The US Dollar DXY Index, which measures the strength of the dollar against a basket of major currencies, continues to lose momentum and falls to the region of 93.65 / 60 after the opening of the European session on Monday.

The DXY US Dollar Index focuses attention on data and risk trends

The DXY index extends Friday’s bearish move and challenges the 93.60 region on Monday, where is the 6-month resistance line and just below last week’s highs around 93.90.

Meanwhile, the US dollar is somewhat supported by slight risk aversion bias, stemming from the stagnation of the US fiscal stimulus talks, the impact on the world economy of the second wave of the coronavirus pandemic, the lack of progress on Brexit and the political uncertainty ahead of the elections on 3 November.

When it comes to US economic data, the NAHB index will be the only publication of interest during the American session, along with speeches by Fed Chairman J. Powell, R. Clarida of the FOMC, Governor from the New York Fed, J. Williams, from the president of the Atlanta Fed, R. Bostic, and from the governor of the Philadelphia Fed, P. Harker.

What can we expect around the USD?

The DXY index has found solid support in the 93.00 region so far this month.
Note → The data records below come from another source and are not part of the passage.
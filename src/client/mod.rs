mod client_impl;
mod config;
mod factory;
mod resource_client;
mod resource_path;

pub use client_impl::AssistantsClientImpl;
pub use config::{AssistantsConfig, DEFAULT_API_VERSION, DEFAULT_BASE_URL};
pub use factory::AssistantsClientBuilder;
pub use resource_client::ResourceClient;
pub use resource_path::ResourcePath;

use crate::services::assistants::{AssistantService, MessageService, ThreadService};

/// Entry point to every resource the crate covers.
///
/// Implementations are `Send + Sync` and meant to be shared behind an `Arc`.
pub trait AssistantsClient: Send + Sync {
    fn assistants(&self) -> &dyn AssistantService;
    fn threads(&self) -> &dyn ThreadService;
    fn messages(&self) -> &dyn MessageService;

    /// The generic request routine the typed services are built on.
    fn resources(&self) -> &ResourceClient;

    fn config(&self) -> &AssistantsConfig;
}
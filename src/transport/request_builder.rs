use crate::errors::{AssistantsResult, ConfigurationError};
use crate::transport::HttpRequest;
use bytes::Bytes;
use http::header::CONTENT_TYPE;
use http::{HeaderMap, HeaderName, HeaderValue, Method};
use std::str::FromStr;
use url::Url;

const APPLICATION_JSON: &str = "application/json";

/// Assembles an [`HttpRequest`] one piece at a time.
pub struct RequestBuilder {
    method: Method,
    url: Url,
    headers: HeaderMap,
    body: Option<Bytes>,
}

impl RequestBuilder {
    pub fn new(method: Method, url: Url) -> Self {
        Self {
            method,
            url,
            headers: HeaderMap::new(),
            body: None,
        }
    }

    pub fn header(mut self, name: impl AsRef<str>, value: impl AsRef<str>) -> AssistantsResult<Self> {
        let header_name = HeaderName::from_str(name.as_ref()).map_err(|e| {
            ConfigurationError::InvalidHeader(format!("{}: {}", name.as_ref(), e))
        })?;

        let header_value = HeaderValue::from_str(value.as_ref()).map_err(|e| {
            ConfigurationError::InvalidHeader(format!("{}: {}", name.as_ref(), e))
        })?;

        self.headers.insert(header_name, header_value);
        Ok(self)
    }

    pub fn headers_mut(&mut self) -> &mut HeaderMap {
        &mut self.headers
    }

    /// Attaches an already encoded JSON body and labels it as such.
    pub fn json_body(mut self, body: Bytes) -> Self {
        self.headers.insert(
            CONTENT_TYPE,
            HeaderValue::from_static(APPLICATION_JSON),
        );
        self.body = Some(body);
        self
    }

    pub fn build(self) -> HttpRequest {
        HttpRequest {
            method: self.method,
            url: self.url,
            headers: self.headers,
            body: self.body,
        }
    }
}
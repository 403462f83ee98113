//! Assistant response fixtures

use serde_json::json;

pub fn assistant_response() -> serde_json::Value {
    json!({
        "id": "asst_abc123",
        "object": "assistant",
        "created_at": 1700000000,
        "name": "Math Tutor",
        "description": null,
        "model": "gpt-4o",
        "instructions": "You are a personal math tutor.",
        "tools": [{"type": "file_search"}],
        "tool_resources": {"file_search": {"vector_store_ids": ["vs_1"]}},
        "metadata": {},
        "temperature": 1.0,
        "top_p": 1.0,
        "response_format": "auto"
    })
}

pub fn assistant_list_response() -> serde_json::Value {
    json!({
        "object": "list",
        "data": [
            assistant_response(),
            {
                "id": "asst_def456",
                "object": "assistant",
                "created_at": 1700000100,
                "name": "Coder",
                "model": "gpt-4o",
                "tools": [{"type": "code_interpreter"}]
            }
        ],
        "first_id": "asst_abc123",
        "last_id": "asst_def456",
        "has_more": false
    })
}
However, occasional bullish attempts are considered temporary as the underlying sentiment towards the dollar remains cautious. This view is reinforced by the Federal Reserve’s “low-for-longer” rate stance, hopes for a strong recovery in the global economy, and mounting stakes for a “blue wave” victory in the November elections. Developments around another fiscal stimulus package also contribute to the vigilant stance on the dollar.

Relevant levels of the US dollar index DXY

At the time of writing, the DXY index is down 0.10% on the day, trading at 93.62. Immediate support is at 93.01 (Oct 12 low), followed by 92.70 (Sept 10 low) and 91.92 (23.6% Fibonacci retracement of the 2017-2018 dip). On the other hand, a break above 94.20 (38.2% Fibonacci retracement of the 2017-2018 dip), would target 94.74 (September 25 high) and finally 96.03 (50% Fibonacci retracement of the dip 2017-2018).